How Goldman Sachs Profited from Greece’s Debt Crisis
Recent news reports featured a game of chicken played between the Greek government and the European Central Bank, but an unreported feature of the Greek debt story was the involvement of Goldman Sachs.
In 2001, the American finance firm offered to loan Greece $2.8 billion to cover immediate debts. By 2005, the amount due on the loan had risen to $5.1 billion, according to Robert Reich.
Reich, labor secretary under President Bill Clinton, explains that Greece initially accepted Goldman’s terms because the country’s ballooning debt was unacceptable by European Union standards.
He claims that Greek debt was caused in the first place by “years of corruption and tax avoidance by its wealthy. But…”

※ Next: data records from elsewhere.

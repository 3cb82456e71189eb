//! Delivery of generated files into an export directory.

use std::path::{Path, PathBuf};

use anyhow::Context;
use topogen_common::source::DeliverySink;
use tracing::{debug, info};

pub struct DirectoryExport {
    dir: PathBuf,
}

impl DirectoryExport {
    pub fn new(dir: impl Into<PathBuf>) -> Self {
        Self { dir: dir.into() }
    }
}

impl DeliverySink for DirectoryExport {
    fn deliver(&self, artifacts: &[PathBuf]) -> anyhow::Result<()> {
        std::fs::create_dir_all(&self.dir)
            .with_context(|| format!("creating {}", self.dir.display()))?;

        let mut copied = 0;
        for artifact in artifacts {
            let Some(name) = artifact.file_name() else {
                continue;
            };
            let target = self.dir.join(name);

            // Copying a file onto itself truncates it.
            if same_file(artifact, &target) {
                debug!("{} is already in {}", artifact.display(), self.dir.display());
                continue;
            }

            std::fs::copy(artifact, &target)
                .with_context(|| format!("copying {} to {}", artifact.display(), target.display()))?;
            copied += 1;
        }

        info!("Copied {} file(s) to {}", copied, self.dir.display());
        Ok(())
    }
}

fn same_file(a: &Path, b: &Path) -> bool {
    match (a.canonicalize(), b.canonicalize()) {
        (Ok(a), Ok(b)) => a == b,
        _ => false,
    }
}
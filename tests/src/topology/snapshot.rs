#![cfg(test)]
use std::fs;
use std::path::Path;

use topogen_common::config::Config;
use topogen_common::source::GraphRenderer;
use topogen_core::pipeline::{Topology, TopologyService};
use topogen_core::snapshot::{INTERFACES_FILE, INVENTORY_FILE, LLDP_FILE, SnapshotSource};
use topogen_core::targets::{self, TargetSource};

use crate::lab::RecordingRenderer;

fn write_device(root: &Path, device: &str, lldp: &str, interfaces: &str) {
    let dir = root.join(device);
    fs::create_dir_all(&dir).unwrap();
    fs::write(dir.join(LLDP_FILE), lldp).unwrap();
    fs::write(dir.join(INTERFACES_FILE), interfaces).unwrap();
}

/// Targets from the pool inventory, data from captured EOS output.
#[tokio::test]
async fn snapshot_round_trip() {
    let snapshot = tempfile::tempdir().unwrap();
    let output = tempfile::tempdir().unwrap();
    let root = snapshot.path();

    fs::write(
        root.join(INVENTORY_FILE),
        r#"{"pools": {"systest": [
            {"name": "sw1", "owner": "alice"},
            {"name": "sw2", "owner": "alice"},
            {"name": "sw9", "owner": "bob"}
        ]}}"#,
    )
    .unwrap();
    write_device(
        root,
        "sw1",
        r#"{"lldpNeighbors": [
            {"port": "Ethernet3", "neighborDevice": "sw2.lab.example.com", "neighborPort": "Ethernet7", "ttl": 120}
        ]}"#,
        r#"{"interfaceStatuses": {
            "Ethernet3": {"linkStatus": "connected"},
            "Ethernet4": {"linkStatus": "connected"},
            "Management1": {"linkStatus": "connected"}
        }}"#,
    );
    write_device(
        root,
        "sw2",
        r#"{"lldpNeighbors": [
            {"port": "Ethernet7", "neighborDevice": "sw1.lab.example.com", "neighborPort": "Ethernet3", "ttl": 120}
        ]}"#,
        r#"{"interfaceStatuses": {"Ethernet7": {"linkStatus": "connected"}}}"#,
    );

    let source = SnapshotSource::new(root);
    let selection = TargetSource::Owner {
        user: "alice".into(),
        pool: "systest".into(),
    };
    let devices = targets::resolve_targets(&selection, &source, &[]).await.unwrap();
    assert_eq!(devices, ["sw1", "sw2"]);

    let cfg = Config {
        graph: None,
        output_dir: output.path().to_path_buf(),
        ..Config::default()
    };
    let renderer: Box<dyn GraphRenderer> = Box::new(RecordingRenderer::default());
    let outcome = TopologyService::new(Box::new(source.clone()), Box::new(source), renderer)
        .generate(&devices, &cfg)
        .await
        .unwrap();

    assert!(matches!(outcome.topology, Topology::Consolidated(_)));
    assert_eq!(
        outcome.topology.report_lines(),
        [
            "sw1\t(Et3)\t--------------------\t(Et7)sw2",
            "sw1\t(Et4)\t--------------------\t(unknown)Ixia",
        ]
    );
}
//! Graphviz export: DOT text and the external `dot` renderer.

pub mod config;
pub mod dot;

pub use config::{RenderConfig, DOT_BINARY_ENV};
pub use dot::{to_dot, write_dot};

use std::io::{BufWriter, Write};
use std::path::{Path, PathBuf};
use std::process::Command;

use crate::graph::Graph;
use crate::types::{GraphError, GraphResult};

/// Render `graph` to an image next to `name`.
///
/// Writes `<name>.dot`, then runs the configured Graphviz binary to produce
/// `<name>.<format>`. The extensions are appended to the full name, so a
/// dotted name such as `report.v2` is kept intact. Returns the image path.
/// Nothing is read back.
pub fn render<G: Graph + ?Sized>(
    graph: &G,
    name: &Path,
    config: &RenderConfig,
) -> GraphResult<PathBuf> {
    let dot_path = append_extension(name, "dot");
    let out_path = append_extension(name, &config.format);

    let file = std::fs::File::create(&dot_path)?;
    let mut writer = BufWriter::new(file);
    write_dot(graph, config.strict, &mut writer)?;
    writer.flush()?;

    log::info!(
        "rendering {} with {} -T{}",
        dot_path.display(),
        config.dot_binary,
        config.format
    );
    let output = Command::new(&config.dot_binary)
        .arg(format!("-T{}", config.format))
        .arg("-o")
        .arg(&out_path)
        .arg(&dot_path)
        .output()
        .map_err(|e| GraphError::Render(format!("failed to run {}: {e}", config.dot_binary)))?;

    if !output.status.success() {
        let stderr = String::from_utf8_lossy(&output.stderr);
        log::warn!("{} exited with {}: {}", config.dot_binary, output.status, stderr.trim());
        return Err(GraphError::Render(format!(
            "{} exited with {}",
            config.dot_binary, output.status
        )));
    }

    Ok(out_path)
}

fn append_extension(name: &Path, ext: &str) -> PathBuf {
    let mut file_name = name.as_os_str().to_os_string();
    file_name.push(".");
    file_name.push(ext);
    PathBuf::from(file_name)
}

The complex financial tool used to leverage Greek debt, called “cross-currency” or “interest-rate” swaps, was also used by JPMorgan in an agreement with Italy in the 1990s. But so-called swaps have given American public institutions unfavorable terms as well.
The Detroit Water Department had to pay Goldman and other banks penalties totaling $547 million to terminate costly interest-rate swaps.
The Chicago school system … must pay over $200 million in termination penalties on a Wall Street deal that had Chicago schools paying $36 million a year in interest-rate swaps.
A deal involving interest-rate swaps that Goldman struck with Oakland, California, more than a decade ago has ended up costing the city about $4 million a year, but Goldman has refused to allow Oakland out of the contract unless it ponies up a $16 million termination fee.
Nobody questions the freedom, responsibility, or necessity of entering into binding contracts, but would public entities have knowingly entered into such agreements knowing the potential downfalls?
Apparently not, as Greece refused an overture from Goldman in 2009 that offered another financial instrument that “would push the debt from Greece’s healthcare system far into the future.”
The moral question is whether private institutions should profit when public institutions make poor financial choices. War profiteers have long been shamed. When will we start to decry debt profiteers?